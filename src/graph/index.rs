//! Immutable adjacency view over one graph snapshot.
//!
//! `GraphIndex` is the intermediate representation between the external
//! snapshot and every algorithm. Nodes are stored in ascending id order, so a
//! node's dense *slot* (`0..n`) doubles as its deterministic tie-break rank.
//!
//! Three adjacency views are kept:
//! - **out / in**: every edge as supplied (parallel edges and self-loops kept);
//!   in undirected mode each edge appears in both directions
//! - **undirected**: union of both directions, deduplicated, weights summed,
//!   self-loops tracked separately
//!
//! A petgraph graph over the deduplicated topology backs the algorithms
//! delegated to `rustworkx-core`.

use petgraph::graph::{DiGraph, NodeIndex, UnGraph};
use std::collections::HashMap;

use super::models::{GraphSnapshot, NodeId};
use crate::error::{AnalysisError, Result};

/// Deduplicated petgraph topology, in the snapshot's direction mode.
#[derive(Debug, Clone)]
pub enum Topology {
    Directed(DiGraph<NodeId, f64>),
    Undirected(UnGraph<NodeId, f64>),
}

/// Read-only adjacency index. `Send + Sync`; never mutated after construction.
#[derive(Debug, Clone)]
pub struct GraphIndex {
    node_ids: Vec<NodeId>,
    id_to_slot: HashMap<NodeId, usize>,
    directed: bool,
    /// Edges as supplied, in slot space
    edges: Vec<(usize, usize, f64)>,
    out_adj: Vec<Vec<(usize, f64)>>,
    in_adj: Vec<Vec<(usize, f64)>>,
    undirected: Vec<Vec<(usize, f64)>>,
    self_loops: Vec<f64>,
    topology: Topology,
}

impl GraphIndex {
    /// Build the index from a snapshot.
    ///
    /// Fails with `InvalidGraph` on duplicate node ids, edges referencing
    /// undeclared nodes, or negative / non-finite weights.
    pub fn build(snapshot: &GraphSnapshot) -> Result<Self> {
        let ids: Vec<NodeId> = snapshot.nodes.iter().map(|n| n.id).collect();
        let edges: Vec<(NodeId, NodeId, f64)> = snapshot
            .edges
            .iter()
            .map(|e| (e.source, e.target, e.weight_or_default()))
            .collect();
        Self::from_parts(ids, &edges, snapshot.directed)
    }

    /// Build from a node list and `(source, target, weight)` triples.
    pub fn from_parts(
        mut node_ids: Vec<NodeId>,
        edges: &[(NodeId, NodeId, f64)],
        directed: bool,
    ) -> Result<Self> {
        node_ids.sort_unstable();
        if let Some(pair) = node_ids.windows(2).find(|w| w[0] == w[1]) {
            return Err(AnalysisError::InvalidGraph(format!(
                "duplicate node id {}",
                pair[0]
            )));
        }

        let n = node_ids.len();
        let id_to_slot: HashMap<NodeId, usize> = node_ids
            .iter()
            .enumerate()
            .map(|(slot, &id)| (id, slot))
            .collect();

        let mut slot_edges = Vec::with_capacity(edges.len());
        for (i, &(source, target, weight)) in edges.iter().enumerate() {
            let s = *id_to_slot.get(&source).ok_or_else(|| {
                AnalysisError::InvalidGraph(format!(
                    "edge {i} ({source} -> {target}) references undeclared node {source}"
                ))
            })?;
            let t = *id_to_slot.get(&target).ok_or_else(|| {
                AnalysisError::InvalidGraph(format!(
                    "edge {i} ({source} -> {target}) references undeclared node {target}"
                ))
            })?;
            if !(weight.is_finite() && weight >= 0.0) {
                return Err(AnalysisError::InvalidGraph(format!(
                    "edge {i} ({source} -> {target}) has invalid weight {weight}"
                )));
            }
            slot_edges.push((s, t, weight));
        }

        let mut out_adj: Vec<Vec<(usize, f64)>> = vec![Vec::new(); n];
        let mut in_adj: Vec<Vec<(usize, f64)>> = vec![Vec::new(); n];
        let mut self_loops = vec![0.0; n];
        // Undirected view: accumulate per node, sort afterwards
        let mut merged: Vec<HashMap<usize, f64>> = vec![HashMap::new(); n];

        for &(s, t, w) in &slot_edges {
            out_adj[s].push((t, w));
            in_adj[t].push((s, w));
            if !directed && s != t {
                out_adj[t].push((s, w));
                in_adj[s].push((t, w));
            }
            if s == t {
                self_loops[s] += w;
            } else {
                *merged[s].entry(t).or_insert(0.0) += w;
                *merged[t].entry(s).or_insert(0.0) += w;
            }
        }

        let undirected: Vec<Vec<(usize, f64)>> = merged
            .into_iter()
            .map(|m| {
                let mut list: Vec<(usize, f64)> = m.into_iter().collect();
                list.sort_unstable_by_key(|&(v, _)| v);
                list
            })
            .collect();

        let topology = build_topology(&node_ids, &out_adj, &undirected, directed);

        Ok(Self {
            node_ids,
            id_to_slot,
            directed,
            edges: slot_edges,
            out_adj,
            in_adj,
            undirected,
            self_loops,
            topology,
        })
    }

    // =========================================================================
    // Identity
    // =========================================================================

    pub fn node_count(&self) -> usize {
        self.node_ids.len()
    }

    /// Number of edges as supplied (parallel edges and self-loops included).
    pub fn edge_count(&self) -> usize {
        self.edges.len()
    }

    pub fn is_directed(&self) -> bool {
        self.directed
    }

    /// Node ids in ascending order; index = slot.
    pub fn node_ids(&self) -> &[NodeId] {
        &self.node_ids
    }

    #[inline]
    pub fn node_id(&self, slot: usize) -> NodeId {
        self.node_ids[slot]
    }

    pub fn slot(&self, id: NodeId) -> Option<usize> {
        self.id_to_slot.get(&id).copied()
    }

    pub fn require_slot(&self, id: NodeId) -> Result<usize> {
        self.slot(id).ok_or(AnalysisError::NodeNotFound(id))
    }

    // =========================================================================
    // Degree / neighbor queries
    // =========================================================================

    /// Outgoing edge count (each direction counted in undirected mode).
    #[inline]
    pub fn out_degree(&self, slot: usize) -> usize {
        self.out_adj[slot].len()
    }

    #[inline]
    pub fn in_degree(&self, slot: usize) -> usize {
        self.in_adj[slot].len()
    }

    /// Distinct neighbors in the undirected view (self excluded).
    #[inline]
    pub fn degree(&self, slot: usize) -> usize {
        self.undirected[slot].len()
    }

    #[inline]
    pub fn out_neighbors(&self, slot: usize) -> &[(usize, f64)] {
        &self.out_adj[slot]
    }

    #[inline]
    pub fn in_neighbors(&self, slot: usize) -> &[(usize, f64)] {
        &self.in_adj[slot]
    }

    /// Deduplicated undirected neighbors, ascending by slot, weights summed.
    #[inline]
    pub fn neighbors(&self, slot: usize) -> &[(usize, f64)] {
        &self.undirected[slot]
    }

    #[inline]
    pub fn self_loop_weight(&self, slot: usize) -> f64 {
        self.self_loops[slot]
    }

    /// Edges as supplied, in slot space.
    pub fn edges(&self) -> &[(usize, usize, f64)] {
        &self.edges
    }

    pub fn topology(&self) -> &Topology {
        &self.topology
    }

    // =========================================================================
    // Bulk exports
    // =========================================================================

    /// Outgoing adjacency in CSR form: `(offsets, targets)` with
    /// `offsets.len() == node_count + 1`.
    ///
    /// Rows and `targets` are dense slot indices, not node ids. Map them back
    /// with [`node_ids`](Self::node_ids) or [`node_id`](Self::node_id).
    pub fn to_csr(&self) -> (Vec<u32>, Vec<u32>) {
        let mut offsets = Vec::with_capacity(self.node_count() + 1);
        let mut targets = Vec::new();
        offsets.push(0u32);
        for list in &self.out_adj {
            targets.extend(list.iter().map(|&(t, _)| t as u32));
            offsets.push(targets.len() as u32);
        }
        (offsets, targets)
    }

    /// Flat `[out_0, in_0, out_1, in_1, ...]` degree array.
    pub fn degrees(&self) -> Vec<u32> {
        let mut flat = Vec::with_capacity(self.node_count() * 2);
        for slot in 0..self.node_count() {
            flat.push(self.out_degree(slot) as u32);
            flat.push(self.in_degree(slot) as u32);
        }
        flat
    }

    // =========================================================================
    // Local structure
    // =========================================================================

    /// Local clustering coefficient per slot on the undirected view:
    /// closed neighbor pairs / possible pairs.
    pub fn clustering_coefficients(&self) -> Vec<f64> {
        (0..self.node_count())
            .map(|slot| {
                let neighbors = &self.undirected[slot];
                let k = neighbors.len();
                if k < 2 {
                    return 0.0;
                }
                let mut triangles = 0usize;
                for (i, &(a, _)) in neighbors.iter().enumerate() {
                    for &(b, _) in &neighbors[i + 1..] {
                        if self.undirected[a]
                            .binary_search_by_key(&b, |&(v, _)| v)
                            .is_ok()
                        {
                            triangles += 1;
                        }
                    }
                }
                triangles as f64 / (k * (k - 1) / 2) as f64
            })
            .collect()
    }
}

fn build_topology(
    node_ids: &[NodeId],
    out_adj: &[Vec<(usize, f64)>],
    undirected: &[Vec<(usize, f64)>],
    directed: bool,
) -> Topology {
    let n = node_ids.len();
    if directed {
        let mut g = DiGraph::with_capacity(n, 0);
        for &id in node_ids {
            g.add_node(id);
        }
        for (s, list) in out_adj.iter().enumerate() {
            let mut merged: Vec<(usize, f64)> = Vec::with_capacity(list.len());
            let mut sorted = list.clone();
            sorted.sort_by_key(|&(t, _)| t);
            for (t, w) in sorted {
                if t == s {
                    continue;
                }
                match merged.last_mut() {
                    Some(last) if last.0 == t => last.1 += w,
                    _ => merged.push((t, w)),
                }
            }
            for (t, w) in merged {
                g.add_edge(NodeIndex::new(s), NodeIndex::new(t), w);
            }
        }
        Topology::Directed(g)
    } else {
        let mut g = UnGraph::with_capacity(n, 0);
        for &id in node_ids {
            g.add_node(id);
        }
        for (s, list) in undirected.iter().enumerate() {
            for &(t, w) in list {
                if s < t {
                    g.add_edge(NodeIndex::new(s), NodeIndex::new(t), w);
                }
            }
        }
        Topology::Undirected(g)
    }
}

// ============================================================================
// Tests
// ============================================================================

▬▬▬▬▬▬▬▬▬▬

* Directions for this task:
From the records above, copy each line where the word "space" can be found.

* Reply:
    /// Edges as supplied, in slot space
    /// Edges as supplied, in slot space.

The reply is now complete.